9 thoughts on “Smelly Delhi

  1. Perhaps India is not going be your favorite country on this long journey but I am finding that your writing is evolving and becoming more and more ‘Gillian’ and for the that I am grateful for India. You shine through on your blogs now and I feel you have opened yourself up more. I hope we connect in Asia as I feel there are many more unsaid stories to tell.

  2. Ahhh….India! I can smell it just through your writing! My most challenging country for sure! I was ready to get back on the plane almost as soon as we arrived. But we hung in (I say we, but Sean really loved it there) and made it a month. Great people. beautiful sites, but it is really really hard to look past the poverty, filth, and smell. It is so in your face in India. Really hard. Good luck!!

  3. It is smelly. Absolutely. But, after a little while, it won’t bother you as much. Definitely head to the Lotus Temple while you are in Delhi. It is a gorgeous place and so peaceful. How long are you going to be in India? It looks like we aren’t going to be there until mid-January.

  4. A good friend of mine spent a lot of time in India. Smells is one of the ways he described the place too. As well as food. He did say it was his favorite place to eat.

  5. So curious to hear what you find outside the city… We vacillated on India quite a bit since we left home. During our planning, Eva was in love with the idea of India: the colors, the smells, the unfamiliar-ness of it all, but over the next few months and as a result of talking to other travelers online and on the road, we got quite scared of India. We recall most 4suitcases.com saying it was the “Olympics of Backpacker Travel!” & Paul Theroux joked about it being “The Turd World.” We scrapped our plans for north India as a result, and went instead for a tour of the south.
    Low and behold, we LOVED it. From what we heard, the south is much more laid back and less poverty stricken than the north. There are fewer touts, and English is widely spoken. The (Communist!) state of Kerala is at 100% literacy, for instance. It’s a different India. Maybe not the same garish flash and flaw of the north, but it was what we needed to fall for this country. In the future we will be back, and surely visit the north — but now we feel we’re ready, we understand what life is about here more. It was a good decision for us.
    Eva dwelled on your comment about taking pictures, and hopes you reconsider. She found India the most absurdly welcome place to whip out the camera. Anyone we asked kindly accepted having their picture taken, and many people on the street ASKED us to take a snap of them! We have 1000s of happy faces saved on our laptop now.

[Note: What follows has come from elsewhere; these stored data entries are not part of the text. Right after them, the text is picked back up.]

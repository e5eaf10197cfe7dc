//! Wiring example: build a small substrate, name its endpoints, and
//! round-trip the whole store through JSON.
//!
//! Run with: `cargo run --example wiring`

use serde_json::json;
use symbios_substrate::{Substrate, Table};

fn main() -> symbios_substrate::Result<()> {
    let mut substrate = Substrate::new();

    // Name a few coordinates for the network's edges
    let vision = substrate.register(
        Table::Inputs,
        "vision",
        4,
        4,
        json!({"modality": "camera"}).as_object().unwrap().clone(),
    );
    let audio = substrate.register_input("audio");
    let motor = substrate.register_output("motor");

    println!("vision -> {vision}");
    println!("audio  -> {audio}");
    println!("motor  -> {motor}");

    // Write some cells; the motor grid grows in place
    substrate.space_mut().set_cell(vision, 0, 0, 0.9);
    substrate.space_mut().set_cell(motor, 2, 3, -0.5);
    println!(
        "motor grid grew to {:?} (declared {:?})",
        substrate.space().dimensions(motor),
        {
            let b = substrate.lookup(Table::Outputs, "motor").unwrap();
            (b.rows, b.cols)
        }
    );

    // Stash an opaque genome record
    substrate
        .genomes_mut()
        .add("champion", json!({"generation": 12, "fitness": 3.97}));

    // Full round-trip through the interchange JSON layout
    let json = substrate.snapshot().to_json()?;
    println!("snapshot: {} bytes of JSON", json.len());

    let restored = Substrate::from_snapshot(symbios_substrate::Snapshot::from_json(&json)?)?;
    println!(
        "restored: {} occupied coordinates, {} genomes, cursor at {}",
        restored.space().occupied_count(),
        restored.genomes().len(),
        restored.allocator().cursor(),
    );

    assert_eq!(restored.space().cell(vision, 0, 0)?, 0.9);
    assert_eq!(restored.space().cell(motor, 2, 3)?, -0.5);
    println!("round-trip verified");

    Ok(())
}
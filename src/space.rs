//! The sparse address space: coordinate-keyed node storage.
//!
//! [`AddressSpace`] owns a single authoritative mapping from [`Coord`] to
//! slot. A coordinate is occupied iff it has an entry; whether it also has a
//! grid depends on the slot. The allocator claims coordinates by inserting
//! [`Slot::Reserved`] entries, which count as occupied for allocation
//! purposes but still fail grid reads with `NotFound` until something writes
//! to them.

use std::collections::HashMap;

use serde::{Deserialize, Serialize};

use crate::coord::Coord;
use crate::error::{Result, SubstrateError};
use crate::node::{is_rectangular, Node};

/// Storage state for one occupied coordinate.
#[derive(Debug, Clone, PartialEq, Serialize, Deserialize)]
pub enum Slot {
    /// Claimed by the allocator; no grid exists yet.
    Reserved,
    /// Holds a node with a grid.
    Occupied(Node),
}

/// The sparse 3D address space.
///
/// Exclusively owns every node; callers address cells through coordinates
/// rather than holding node references. Suited to small-to-moderate numbers
/// of individually addressed coordinates, not bulk tensor work.
#[derive(Debug, Clone, Default, PartialEq)]
pub struct AddressSpace {
    slots: HashMap<Coord, Slot>,
}

impl AddressSpace {
    /// Create an empty address space.
    #[must_use]
    pub fn new() -> Self {
        Self::default()
    }

    /// Whether `coord` is occupied (reserved or holding a node).
    #[must_use]
    pub fn is_occupied(&self, coord: Coord) -> bool {
        self.slots.contains_key(&coord)
    }

    /// Number of occupied coordinates, reserved slots included.
    #[must_use]
    pub fn occupied_count(&self) -> usize {
        self.slots.len()
    }

    /// All occupied coordinates in allocator scan order.
    #[must_use]
    pub fn occupied_coords(&self) -> Vec<Coord> {
        let mut coords: Vec<Coord> = self.slots.keys().copied().collect();
        coords.sort_unstable();
        coords
    }

    /// Claim `coord` for the allocator. Returns `false` if already occupied.
    pub(crate) fn reserve(&mut self, coord: Coord) -> bool {
        match self.slots.entry(coord) {
            std::collections::hash_map::Entry::Vacant(entry) => {
                entry.insert(Slot::Reserved);
                true
            }
            std::collections::hash_map::Entry::Occupied(_) => false,
        }
    }

    /// Pure lookup of the node at `coord`, if one exists.
    #[must_use]
    pub fn find_node(&self, coord: Coord) -> Option<&Node> {
        match self.slots.get(&coord) {
            Some(Slot::Occupied(node)) => Some(node),
            _ => None,
        }
    }

    /// Get the node at `coord`, creating it with a `rows` × `cols` zero-filled
    /// grid if absent.
    ///
    /// Idempotent: if a node already exists the requested shape is ignored and
    /// the existing node is returned unchanged. A reserved slot is promoted to
    /// a node with the requested shape.
    pub fn create_node_if_needed(&mut self, coord: Coord, rows: usize, cols: usize) -> &mut Node {
        let slot = self
            .slots
            .entry(coord)
            .or_insert_with(|| Slot::Occupied(Node::zeroed(coord, rows, cols)));
        if matches!(slot, Slot::Reserved) {
            *slot = Slot::Occupied(Node::zeroed(coord, rows, cols));
        }
        match slot {
            Slot::Occupied(node) => node,
            Slot::Reserved => unreachable!("reserved slot promoted above"),
        }
    }

    /// The full grid at `coord`.
    ///
    /// # Errors
    ///
    /// `NotFound` if no node exists at `coord`.
    pub fn all_data(&self, coord: Coord) -> Result<&Vec<Vec<f64>>> {
        self.find_node(coord)
            .map(|node| &node.grid)
            .ok_or(SubstrateError::NotFound { coord })
    }

    /// Read one cell.
    ///
    /// # Errors
    ///
    /// `NotFound` if no node exists at `coord`; `IndexOutOfBounds` if `row`
    /// or `col` falls outside the grid's current extent.
    pub fn cell(&self, coord: Coord, row: usize, col: usize) -> Result<f64> {
        let node = self
            .find_node(coord)
            .ok_or(SubstrateError::NotFound { coord })?;
        node.cell(row, col).ok_or_else(|| {
            let (rows, cols) = node.dimensions();
            SubstrateError::IndexOutOfBounds {
                coord,
                row,
                col,
                rows,
                cols,
            }
        })
    }

    /// Replace the entire grid at `coord`, creating the node if absent. The
    /// node's shape becomes exactly the supplied grid's shape.
    ///
    /// # Errors
    ///
    /// `InvalidArgument` if the supplied grid is ragged; the node is left
    /// untouched (and not created) in that case.
    pub fn set_grid(&mut self, coord: Coord, grid: Vec<Vec<f64>>) -> Result<()> {
        if !is_rectangular(&grid) {
            return Err(SubstrateError::InvalidArgument {
                reason: format!("ragged grid supplied for coordinate {coord}"),
            });
        }
        self.create_node_if_needed(coord, 0, 0).replace_grid(grid);
        Ok(())
    }

    /// Write one cell, creating the node if absent and growing the grid in
    /// place as needed. Never fails; growth is all-or-nothing and preserves
    /// every existing cell value.
    pub fn set_cell(&mut self, coord: Coord, row: usize, col: usize, value: f64) {
        self.create_node_if_needed(coord, 0, 0)
            .set_cell(row, col, value);
    }

    /// Current `(rows, cols)` extent at `coord`, or `(0, 0)` if no grid
    /// exists there. A query, not an access: unoccupied coordinates are not
    /// an error.
    #[must_use]
    pub fn dimensions(&self, coord: Coord) -> (usize, usize) {
        self.find_node(coord).map_or((0, 0), Node::dimensions)
    }

    /// Iterate over all coordinates holding a node, with their nodes.
    pub fn nodes(&self) -> impl Iterator<Item = &Node> {
        self.slots.values().filter_map(|slot| match slot {
            Slot::Occupied(node) => Some(node),
            Slot::Reserved => None,
        })
    }
}

#[cfg(test)]
mod tests {
    use super::*;

    fn origin() -> Coord {
        Coord::ORIGIN
    }

    #[test]
    fn test_find_node_absent() {
        let space = AddressSpace::new();
        assert!(space.find_node(origin()).is_none());
        assert!(!space.is_occupied(origin()));
    }

    #[test]
    fn test_create_is_idempotent() {
        let mut space = AddressSpace::new();
        space.create_node_if_needed(origin(), 2, 3);
        // Second call with a different shape is ignored
        space.create_node_if_needed(origin(), 9, 9);
        assert_eq!(space.dimensions(origin()), (2, 3));
    }

    #[test]
    fn test_reserved_slot_reads_as_not_found() {
        let mut space = AddressSpace::new();
        assert!(space.reserve(origin()));
        assert!(space.is_occupied(origin()));
        assert!(space.find_node(origin()).is_none());
        assert!(matches!(
            space.all_data(origin()),
            Err(SubstrateError::NotFound { .. })
        ));
        assert_eq!(space.dimensions(origin()), (0, 0));
    }

    #[test]
    fn test_reserve_then_create_uses_requested_shape() {
        let mut space = AddressSpace::new();
        space.reserve(origin());
        space.create_node_if_needed(origin(), 4, 2);
        assert_eq!(space.dimensions(origin()), (4, 2));
    }

    #[test]
    fn test_cell_errors() {
        let mut space = AddressSpace::new();
        let coord = Coord::new(1, 1, 1);

        assert!(matches!(
            space.cell(coord, 0, 0),
            Err(SubstrateError::NotFound { .. })
        ));

        space.create_node_if_needed(coord, 1, 1);
        assert!(matches!(
            space.cell(coord, 5, 5),
            Err(SubstrateError::IndexOutOfBounds { rows: 1, cols: 1, .. })
        ));
    }

    #[test]
    fn test_set_cell_creates_and_grows() {
        let mut space = AddressSpace::new();
        let coord = Coord::new(2, 0, 0);

        space.set_cell(coord, 0, 0, 5.0);
        space.set_cell(coord, 2, 3, 9.0);

        assert_eq!(space.dimensions(coord), (3, 4));
        assert_eq!(space.cell(coord, 0, 0).unwrap(), 5.0);
        assert_eq!(space.cell(coord, 2, 3).unwrap(), 9.0);
        assert_eq!(space.cell(coord, 1, 1).unwrap(), 0.0);
    }

    #[test]
    fn test_set_grid_replaces_shape() {
        let mut space = AddressSpace::new();
        space.create_node_if_needed(origin(), 5, 5);
        space
            .set_grid(origin(), vec![vec![1.0, 2.0], vec![3.0, 4.0]])
            .unwrap();
        assert_eq!(space.dimensions(origin()), (2, 2));
        assert_eq!(space.cell(origin(), 1, 0).unwrap(), 3.0);
    }

    #[test]
    fn test_set_grid_rejects_ragged() {
        let mut space = AddressSpace::new();
        let err = space
            .set_grid(origin(), vec![vec![1.0], vec![2.0, 3.0]])
            .unwrap_err();
        assert!(matches!(err, SubstrateError::InvalidArgument { .. }));
        // Rejected input must not create the node
        assert!(!space.is_occupied(origin()));
    }

    #[test]
    fn test_occupied_coords_in_scan_order() {
        let mut space = AddressSpace::new();
        space.set_cell(Coord::new(0, 0, 1), 0, 0, 1.0);
        space.set_cell(Coord::new(5, 0, 0), 0, 0, 1.0);
        space.set_cell(Coord::new(0, 3, 0), 0, 0, 1.0);

        assert_eq!(
            space.occupied_coords(),
            vec![
                Coord::new(5, 0, 0),
                Coord::new(0, 3, 0),
                Coord::new(0, 0, 1)
            ]
        );
    }
}
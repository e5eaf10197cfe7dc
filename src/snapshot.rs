//! Snapshot capture and restore.
//!
//! A [`Snapshot`] is the flat, serializable representation of an entire
//! substrate: every stored grid, the explicit occupied-coordinate list, both
//! name tables in insertion order, the allocator cursor, and the genome pool
//! passed through opaquely. Field names follow the interchange contract
//! (`occupiedCoordinates`, `nextXX`, ...), so snapshots interoperate with
//! other implementations of the same format.
//!
//! Restore is non-incremental: it discards all prior state and rebuilds from
//! the snapshot. Missing optional fields never fail — cursor components
//! default to 0 and the genome pool to empty.

use serde::{Deserialize, Serialize};
use serde_json::{Map, Value};
use tracing::info;

use crate::allocator::Allocator;
use crate::coord::Coord;
use crate::error::Result;
use crate::pool::GenomePool;
use crate::registry::{Binding, NameRegistry, Table};
use crate::space::AddressSpace;
use crate::substrate::Substrate;

/// One stored grid in a snapshot.
#[derive(Debug, Clone, PartialEq, Serialize, Deserialize)]
pub struct NodeRecord {
    /// Coordinate component.
    pub xx: u64,
    /// Coordinate component.
    pub yy: u64,
    /// Coordinate component.
    pub zz: u64,
    /// The full grid at this coordinate.
    #[serde(default)]
    pub grid: Vec<Vec<f64>>,
}

/// One name binding in a snapshot.
#[derive(Debug, Clone, PartialEq, Serialize, Deserialize)]
pub struct BindingRecord {
    /// Coordinate component.
    pub xx: u64,
    /// Coordinate component.
    pub yy: u64,
    /// Coordinate component.
    pub zz: u64,
    /// Declared row count at registration time.
    #[serde(default)]
    pub rows: usize,
    /// Declared column count at registration time.
    #[serde(default)]
    pub cols: usize,
    /// Opaque caller metadata.
    #[serde(default)]
    pub meta: Map<String, Value>,
}

impl BindingRecord {
    fn from_binding(binding: &Binding) -> Self {
        Self {
            xx: binding.coordinate.xx,
            yy: binding.coordinate.yy,
            zz: binding.coordinate.zz,
            rows: binding.rows,
            cols: binding.cols,
            meta: binding.meta.clone(),
        }
    }

    fn into_binding(self) -> Binding {
        Binding {
            coordinate: Coord::new(self.xx, self.yy, self.zz),
            rows: self.rows,
            cols: self.cols,
            meta: self.meta,
        }
    }
}

/// The flat, serializable representation of an entire substrate.
#[derive(Debug, Clone, Default, PartialEq, Serialize, Deserialize)]
#[serde(default, rename_all = "camelCase")]
pub struct Snapshot {
    /// Every coordinate holding a grid, in allocator scan order.
    pub nodes: Vec<NodeRecord>,
    /// Every occupied coordinate as a `"xx,yy,zz"` key, reserved slots
    /// included. Redundant with `nodes` but preserved for interchange
    /// fidelity.
    pub occupied_coordinates: Vec<String>,
    /// The inputs table as `(name, binding)` pairs in insertion order.
    pub inputs: Vec<(String, BindingRecord)>,
    /// The outputs table as `(name, binding)` pairs in insertion order.
    pub outputs: Vec<(String, BindingRecord)>,
    /// Allocator cursor component.
    #[serde(rename = "nextXX")]
    pub next_xx: u64,
    /// Allocator cursor component.
    #[serde(rename = "nextYY")]
    pub next_yy: u64,
    /// Allocator cursor component.
    #[serde(rename = "nextZZ")]
    pub next_zz: u64,
    /// The genome pool, passed through unexamined.
    pub genome_pool: GenomePool,
}

impl Snapshot {
    /// Capture the full state of a substrate.
    #[must_use]
    pub fn capture(substrate: &Substrate) -> Self {
        let space = substrate.space();
        let cursor = substrate.allocator().cursor();

        let mut nodes: Vec<NodeRecord> = space
            .nodes()
            .map(|node| NodeRecord {
                xx: node.coordinate.xx,
                yy: node.coordinate.yy,
                zz: node.coordinate.zz,
                grid: node.grid.clone(),
            })
            .collect();
        nodes.sort_by_key(|record| Coord::new(record.xx, record.yy, record.zz));

        let occupied_coordinates = space
            .occupied_coords()
            .iter()
            .map(Coord::key)
            .collect();

        let pairs = |table| {
            substrate
                .registry()
                .bindings(table)
                .map(|(name, binding)| (name.to_string(), BindingRecord::from_binding(binding)))
                .collect()
        };

        Self {
            nodes,
            occupied_coordinates,
            inputs: pairs(Table::Inputs),
            outputs: pairs(Table::Outputs),
            next_xx: cursor.xx,
            next_yy: cursor.yy,
            next_zz: cursor.zz,
            genome_pool: substrate.genomes().clone(),
        }
    }

    /// Rebuild a substrate from this snapshot, replacing all prior state.
    ///
    /// Duplicate occupied-coordinate entries are tolerated. Ragged grids and
    /// malformed coordinate keys are the only fatal conditions.
    ///
    /// # Errors
    ///
    /// `InvalidArgument` if a node record carries a ragged grid or an
    /// occupied-coordinate key does not parse as three integers.
    pub fn restore(self) -> Result<Substrate> {
        let mut space = AddressSpace::new();
        for record in self.nodes {
            let coord = Coord::new(record.xx, record.yy, record.zz);
            space.set_grid(coord, record.grid)?;
        }
        for key in &self.occupied_coordinates {
            let coord: Coord = key.parse()?;
            // Already-present coordinates (from the node list or duplicate
            // entries) keep their grids; reserve is a no-op for them.
            space.reserve(coord);
        }

        let mut registry = NameRegistry::new();
        for (name, record) in self.inputs {
            registry.insert_raw(Table::Inputs, name, record.into_binding());
        }
        for (name, record) in self.outputs {
            registry.insert_raw(Table::Outputs, name, record.into_binding());
        }

        let allocator =
            Allocator::from_cursor(Coord::new(self.next_xx, self.next_yy, self.next_zz));

        let substrate = Substrate::from_parts(space, allocator, registry, self.genome_pool);
        info!(
            nodes = substrate.space().occupied_count(),
            inputs = substrate.registry().len(Table::Inputs),
            outputs = substrate.registry().len(Table::Outputs),
            genomes = substrate.genomes().len(),
            "restored substrate from snapshot"
        );
        Ok(substrate)
    }

    /// Serialize this snapshot to a JSON string.
    ///
    /// # Errors
    ///
    /// `InvalidArgument` if serialization fails (non-finite scalars under
    /// strict JSON, for example).
    pub fn to_json(&self) -> Result<String> {
        serde_json::to_string(self).map_err(|e| crate::error::SubstrateError::InvalidArgument {
            reason: format!("snapshot serialization failed: {e}"),
        })
    }

    /// Parse a snapshot from a JSON string. Missing optional fields take
    /// their documented defaults.
    ///
    /// # Errors
    ///
    /// `InvalidArgument` if the string is not valid JSON for this layout.
    pub fn from_json(json: &str) -> Result<Self> {
        serde_json::from_str(json).map_err(|e| crate::error::SubstrateError::InvalidArgument {
            reason: format!("snapshot deserialization failed: {e}"),
        })
    }
}
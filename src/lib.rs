//! # Symbios Substrate
//!
//! A sparse, address-indexed memory substrate for experimental
//! dynamic-network architectures: a 3D coordinate space in which each
//! occupied coordinate holds an independently-sized 2D grid of scalars.
//!
//! ## Features
//!
//! - **Sparse 3D Addressing**: Coordinates are allocated on demand over a
//!   1000×1000×∞ scan order; only occupied coordinates consume memory
//! - **Auto-Growing Grids**: Out-of-range writes grow a node's grid in place,
//!   zero-filling new cells and keeping every row the same width
//! - **Symbolic Naming**: Independent `inputs` and `outputs` tables bind
//!   names to coordinates with a declared shape and opaque metadata
//! - **Genome Pool**: A flat name → record store for opaque genome payloads
//! - **Bit-Exact Snapshots**: Full state serializes through Serde to an
//!   interchange layout and restores to identical query results
//!
//! ## Quick Start
//!
//! ```rust
//! use symbios_substrate::{Substrate, Table};
//!
//! let mut substrate = Substrate::new();
//!
//! // Name some coordinates
//! let vision = substrate.register_input("vision");
//! let motor = substrate.register_output("motor");
//!
//! // Write cells; grids grow automatically
//! substrate.space_mut().set_cell(vision, 2, 3, 0.75);
//! assert_eq!(substrate.space().dimensions(vision), (3, 4));
//!
//! // Round-trip the whole store
//! let snapshot = substrate.snapshot();
//! let restored = symbios_substrate::Substrate::from_snapshot(snapshot).unwrap();
//! assert_eq!(restored.space().cell(vision, 2, 3).unwrap(), 0.75);
//! let binding = restored.lookup(Table::Outputs, "motor").unwrap();
//! assert_eq!(binding.coordinate, motor);
//! ```
//!
//! ## Architecture
//!
//! The context object [`Substrate`] owns four collaborators:
//!
//! - [`AddressSpace`] — one authoritative map from coordinate to slot;
//!   "occupied" is derived as "has an entry", so the occupancy set can never
//!   fall out of sync with the node storage
//! - [`Allocator`] — a cursor over the scan order that probes, reserves, and
//!   advances; an unbounded linear scan under pathological occupancy
//! - [`NameRegistry`] — two insertion-ordered name → [`Binding`] tables
//! - [`GenomePool`] — opaque records, round-tripped unexamined
//!
//! [`Snapshot`] observes all of the above and owns no long-lived state.
//!
//! The core is single-threaded and synchronous. [`SharedSubstrate`] offers
//! the one-lock sharing discipline for concurrent callers; no finer-grained
//! locking exists because allocation and growing writes are multi-step
//! logical transactions.

pub mod allocator;
pub mod coord;
pub mod error;
pub mod node;
pub mod pool;
pub mod registry;
pub mod snapshot;
pub mod space;
pub mod substrate;

// Re-exports for convenience
pub use allocator::{Allocator, AXIS_WRAP};
pub use coord::Coord;
pub use error::{Result, SubstrateError};
pub use node::Node;
pub use pool::GenomePool;
pub use registry::{Binding, NameRegistry, Table};
pub use snapshot::{BindingRecord, NodeRecord, Snapshot};
pub use space::{AddressSpace, Slot};
pub use substrate::{SharedSubstrate, Substrate};
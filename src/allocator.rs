//! Coordinate allocation: a cursor over the 3D scan order.
//!
//! The [`Allocator`] hands out the next unused coordinate on demand. Its
//! cursor is "the next candidate to probe", not "the next free coordinate" —
//! a caller that writes directly to a coordinate ahead of the cursor will
//! simply cause the allocator to skip over it when the scan reaches it.

use serde::{Deserialize, Serialize};
use tracing::debug;

use crate::coord::Coord;
use crate::space::AddressSpace;

/// The `xx` and `yy` axes wrap at this limit; `zz` is unbounded, giving a
/// 1000×1000×∞ scan order.
pub const AXIS_WRAP: u64 = 1000;

/// Cursor over the coordinate space that yields unoccupied coordinates.
#[derive(Debug, Clone, Default, PartialEq, Eq, Serialize, Deserialize)]
pub struct Allocator {
    cursor: Coord,
}

impl Allocator {
    /// Create an allocator with its cursor at the origin.
    #[must_use]
    pub fn new() -> Self {
        Self::default()
    }

    /// Create an allocator with its cursor at a specific position, as when
    /// restoring from a snapshot.
    #[must_use]
    pub const fn from_cursor(cursor: Coord) -> Self {
        Self { cursor }
    }

    /// The next candidate coordinate the scan will probe.
    #[must_use]
    pub const fn cursor(&self) -> Coord {
        self.cursor
    }

    /// Return the next unoccupied coordinate in scan order and mark it
    /// occupied in `space`.
    ///
    /// Probes the cursor position; if it is already occupied (for example
    /// because a caller wrote to it directly, bypassing the allocator), the
    /// cursor advances and probes again. This is an unbounded linear scan in
    /// the worst case: under a pathological occupancy pattern it visits every
    /// occupied coordinate between the cursor and the first free one.
    pub fn allocate_next(&mut self, space: &mut AddressSpace) -> Coord {
        loop {
            let candidate = self.cursor;
            self.advance();
            if space.reserve(candidate) {
                debug!(coord = %candidate, "allocated coordinate");
                return candidate;
            }
        }
    }

    /// Advance the cursor one step in scan order: increment `xx`; wrap `xx`
    /// at [`AXIS_WRAP`] into `yy`; wrap `yy` at [`AXIS_WRAP`] into `zz`.
    fn advance(&mut self) {
        self.cursor.xx += 1;
        if self.cursor.xx >= AXIS_WRAP {
            self.cursor.xx = 0;
            self.cursor.yy += 1;
        }
        if self.cursor.yy >= AXIS_WRAP {
            self.cursor.yy = 0;
            self.cursor.zz += 1;
        }
    }
}

#[cfg(test)]
mod tests {
    use super::*;

    #[test]
    fn test_sequential_allocation() {
        let mut space = AddressSpace::new();
        let mut alloc = Allocator::new();

        assert_eq!(alloc.allocate_next(&mut space), Coord::new(0, 0, 0));
        assert_eq!(alloc.allocate_next(&mut space), Coord::new(1, 0, 0));
        assert_eq!(alloc.allocate_next(&mut space), Coord::new(2, 0, 0));
    }

    #[test]
    fn test_allocation_is_unique() {
        let mut space = AddressSpace::new();
        let mut alloc = Allocator::new();

        let coords: Vec<Coord> = (0..500).map(|_| alloc.allocate_next(&mut space)).collect();
        let mut deduped = coords.clone();
        deduped.sort_unstable();
        deduped.dedup();
        assert_eq!(deduped.len(), coords.len());
    }

    #[test]
    fn test_skips_directly_written_coordinates() {
        let mut space = AddressSpace::new();
        let mut alloc = Allocator::new();

        // Caller bypasses the allocator for (1,0,0)
        space.set_cell(Coord::new(1, 0, 0), 0, 0, 7.0);

        assert_eq!(alloc.allocate_next(&mut space), Coord::new(0, 0, 0));
        assert_eq!(alloc.allocate_next(&mut space), Coord::new(2, 0, 0));
    }

    #[test]
    fn test_xx_wraps_into_yy() {
        let mut space = AddressSpace::new();
        let mut alloc = Allocator::from_cursor(Coord::new(999, 0, 0));

        assert_eq!(alloc.allocate_next(&mut space), Coord::new(999, 0, 0));
        assert_eq!(alloc.allocate_next(&mut space), Coord::new(0, 1, 0));
    }

    #[test]
    fn test_yy_wraps_into_zz() {
        let mut space = AddressSpace::new();
        let mut alloc = Allocator::from_cursor(Coord::new(999, 999, 0));

        assert_eq!(alloc.allocate_next(&mut space), Coord::new(999, 999, 0));
        assert_eq!(alloc.allocate_next(&mut space), Coord::new(0, 0, 1));
    }

    #[test]
    fn test_restored_cursor_past_wrap_normalizes_on_advance() {
        // A snapshot may place yy at the wrap limit; the next advance folds
        // it into zz before xx wraps again.
        let mut space = AddressSpace::new();
        let mut alloc = Allocator::from_cursor(Coord::new(0, 1000, 0));

        assert_eq!(alloc.allocate_next(&mut space), Coord::new(0, 1000, 0));
        assert_eq!(alloc.allocate_next(&mut space), Coord::new(1, 0, 1));
    }
}
impl Backoff {
    fn new(policy: ReconnectPolicy) -> Self {
        let mut backoff = Self { policy, next: None };
        backoff.reset();
        backoff
    }

    fn reset(&mut self) {
        self.next = match self.policy {
            ReconnectPolicy::Disabled => None,
            ReconnectPolicy::Backoff { initial, .. } => Some(initial),
        };
    }

    fn next_delay(&mut self) -> Option<Duration> {
        let ReconnectPolicy::Backoff { max, .. } = self.policy else {
            return None;
        };
        let current = self.next?;
        self.next = Some((current * 2).min(max));

        let jitter_ms = current.as_millis() as u64 / 10;
        let jitter = if jitter_ms > 0 {
            Duration::from_millis(rand::thread_rng().gen_range(0..=jitter_ms))
        } else {
            Duration::ZERO
        };
        Some(current + jitter)
    }
}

    • Don’t worry everyone…it has gotten better. We’re in Rajastan now and are enjoying it much more. The Rajastan tour is a bit quicker than anticipated so it means we will have time to head south, which is exactly what we’re going to do. We’ll likely be in Goa for Christmas and then check out Kerala after that. We are really looking forward to seeing the differences from the north. Less poverty and garbage would be a good thing!

  6. I’m with you on the taking pictures bit. There were a thousand pictures I half wanted to take when I was living in Mumbai but never did. That said, I’m also with Eva on the fact that when I did take pictures, people were totally cool about it and I’m glad I’ve got them now.

  7. India is certainly not for everyone – it’s very DIFFERENT than what you’re used to. It’s really up to you how you choose to remember India and your experience of it. Your attitude makes all the difference; whether you enjoy it or hate it – it’s up to you.

  8. Well, being an Indian, all I can say is – travel with an open mind. You might then find it easier to cope with the smell and the poverty which seem to be the biggest problems.
    I remember the first time I travelled to England (haven’t been to America yet); I marvelled at the organised roads and spotlessly clean environment but was sick to my stomach at the sight of the silly amount of wealth around. Guess your lot are more uniformly educated because of the money in everyone’s hands. With our past history, it will take us more time to get there. For now, it is romanticised especially cos it is different.